Debates in your Lordships’ House and in the other place highlighted a number of concerns, namely that the referendum regime places the burden on major preceptors and billing authorities who have no direct ability to influence the amount of the levy or to cause a levy body to reduce its levy; that factoring in 2013-14 council tax increases into referendum criteria introduces an element of retrospection potentially penalising authorities for decisions made before the Bill was introduced; and that it would undermine certain infrastructure projects that relied on an increase in levy stream and that were negotiated as part of a city deal. The example of Leeds has been cited in this regard.

6.45 pm

These concerns have not been met, either in the other place or by the amendments before us today. As we have heard, the amendments provide an alternative route to the council tax at referendums coming into force, as originally envisaged on Royal Assent, or by order. Which route is taken depends upon whether or not Royal Assent is received by 5 February; that is the date by which the referendum principles should be put to Parliament for approval.
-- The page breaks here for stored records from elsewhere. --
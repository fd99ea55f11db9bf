//! Arrow layout of a collection table and row encoding/decoding.

use arrow_array::cast::AsArray;
use arrow_array::types::Float32Type;
use arrow_array::{Array, FixedSizeListArray, Float32Array, Int64Array, RecordBatch, StringArray};
use arrow_schema::{DataType, Field, Schema, SchemaRef};
use std::sync::Arc;

use docqa_core::{Error, Metadata, Payload, Result};

pub const ID: &str = "id";
pub const TEXT: &str = "text";
pub const SOURCE_DOCUMENT_ID: &str = "source_document_id";
pub const FILENAME: &str = "filename";
pub const CHUNK_INDEX: &str = "chunk_index";
pub const UPLOADED_AT: &str = "uploaded_at";
pub const METADATA: &str = "metadata";
pub const VECTOR: &str = "vector";
pub const DISTANCE: &str = "_distance";

pub fn build_collection_schema(dimension: usize) -> Result<SchemaRef> {
    let size = i32::try_from(dimension).map_err(|_| Error::Config(format!("dimension {dimension} is too large")))?;
    Ok(Arc::new(Schema::new(vec![
        Field::new(ID, DataType::Utf8, false),
        Field::new(TEXT, DataType::Utf8, false),
        Field::new(SOURCE_DOCUMENT_ID, DataType::Utf8, false),
        Field::new(FILENAME, DataType::Utf8, false),
        Field::new(CHUNK_INDEX, DataType::Int64, false),
        Field::new(UPLOADED_AT, DataType::Utf8, false),
        Field::new(METADATA, DataType::Utf8, false),
        Field::new(VECTOR, DataType::FixedSizeList(Arc::new(Field::new("item", DataType::Float32, true)), size), true),
    ])))
}

/// Dimension of the `vector` column, if the schema has one.
pub fn vector_dimension(schema: &Schema) -> Option<usize> {
    match schema.field_with_name(VECTOR).ok()?.data_type() {
        DataType::FixedSizeList(_, size) => usize::try_from(*size).ok(),
        _ => None,
    }
}

/// One row per `(id, payload, vector)`, all in the same order.
pub fn encode_rows(dimension: usize, rows: &[(String, Payload, &[f32])]) -> Result<RecordBatch> {
    let schema = build_collection_schema(dimension)?;
    let mut ids = Vec::with_capacity(rows.len());
    let mut texts = Vec::with_capacity(rows.len());
    let mut doc_ids = Vec::with_capacity(rows.len());
    let mut filenames = Vec::with_capacity(rows.len());
    let mut chunk_indices = Vec::with_capacity(rows.len());
    let mut uploaded = Vec::with_capacity(rows.len());
    let mut metadata = Vec::with_capacity(rows.len());
    let mut vectors: Vec<Option<Vec<Option<f32>>>> = Vec::with_capacity(rows.len());
    for (id, payload, vector) in rows {
        ids.push(id.clone());
        texts.push(payload.text.clone());
        doc_ids.push(payload.source_document_id.clone());
        filenames.push(payload.filename.clone());
        chunk_indices.push(i64::try_from(payload.chunk_index).unwrap_or(i64::MAX));
        uploaded.push(payload.uploaded_at.clone());
        metadata.push(serde_json::to_string(&payload.metadata)?);
        vectors.push(Some(vector.iter().map(|&x| Some(x)).collect()));
    }
    let size = i32::try_from(dimension).map_err(|_| Error::Config(format!("dimension {dimension} is too large")))?;
    RecordBatch::try_new(
        schema,
        vec![
            Arc::new(StringArray::from(ids)),
            Arc::new(StringArray::from(texts)),
            Arc::new(StringArray::from(doc_ids)),
            Arc::new(StringArray::from(filenames)),
            Arc::new(Int64Array::from(chunk_indices)),
            Arc::new(StringArray::from(uploaded)),
            Arc::new(StringArray::from(metadata)),
            Arc::new(FixedSizeListArray::from_iter_primitive::<Float32Type, _, _>(vectors.into_iter(), size)),
        ],
    )
    .map_err(|e| Error::Operation(format!("building record batch: {e}")))
}

/// A decoded table row.
#[derive(Debug, Clone)]
pub struct StoredRow {
    pub id: String,
    pub payload: Payload,
    pub vector: Option<Vec<f32>>,
    pub distance: Option<f32>,
}

fn string_col<'a>(batch: &'a RecordBatch, name: &str) -> Result<&'a StringArray> {
    batch
        .column_by_name(name)
        .and_then(|c| c.as_any().downcast_ref::<StringArray>())
        .ok_or_else(|| Error::Operation(format!("column '{name}' missing or not utf8")))
}

fn int_col<'a>(batch: &'a RecordBatch, name: &str) -> Result<&'a Int64Array> {
    batch
        .column_by_name(name)
        .and_then(|c| c.as_any().downcast_ref::<Int64Array>())
        .ok_or_else(|| Error::Operation(format!("column '{name}' missing or not int64")))
}

pub fn decode_rows(batch: &RecordBatch) -> Result<Vec<StoredRow>> {
    let ids = string_col(batch, ID)?;
    let texts = string_col(batch, TEXT)?;
    let doc_ids = string_col(batch, SOURCE_DOCUMENT_ID)?;
    let filenames = string_col(batch, FILENAME)?;
    let chunk_indices = int_col(batch, CHUNK_INDEX)?;
    let uploaded = string_col(batch, UPLOADED_AT)?;
    let metadata = string_col(batch, METADATA)?;
    let vectors = batch.column_by_name(VECTOR).and_then(|c| c.as_any().downcast_ref::<FixedSizeListArray>());
    let distances = batch.column_by_name(DISTANCE).and_then(|c| c.as_any().downcast_ref::<Float32Array>());

    let mut rows = Vec::with_capacity(batch.num_rows());
    for i in 0..batch.num_rows() {
        let meta: Metadata = serde_json::from_str(metadata.value(i))?;
        let vector = match vectors {
            Some(fsl) if fsl.is_valid(i) => Some(fsl.value(i).as_primitive::<Float32Type>().values().to_vec()),
            _ => None,
        };
        rows.push(StoredRow {
            id: ids.value(i).to_string(),
            payload: Payload {
                text: texts.value(i).to_string(),
                source_document_id: doc_ids.value(i).to_string(),
                filename: filenames.value(i).to_string(),
                chunk_index: usize::try_from(chunk_indices.value(i)).unwrap_or(0),
                uploaded_at: uploaded.value(i).to_string(),
                metadata: meta,
            },
            vector,
            distance: distances.map(|d| d.value(i)),
        });
    }
    Ok(rows)
}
We hear from the Minister that it is quite likely that Royal Assent will be received by that date; I doubt whether anything this evening will disrupt that judgment. Should Royal Assent be received after that date, the referendum provisions will operate from 2015, rather than April 2014. However, even if they do so, that does not help with the concerns over retrospection. The amendments make clear that the Secretary of State can determine categories of authority for that year based on whether their increases in either the year beginning 1 April 2013 or 1 April 2014 or both were deemed excessive on the new principles. Frankly, this does not leave a very satisfactory state of affairs.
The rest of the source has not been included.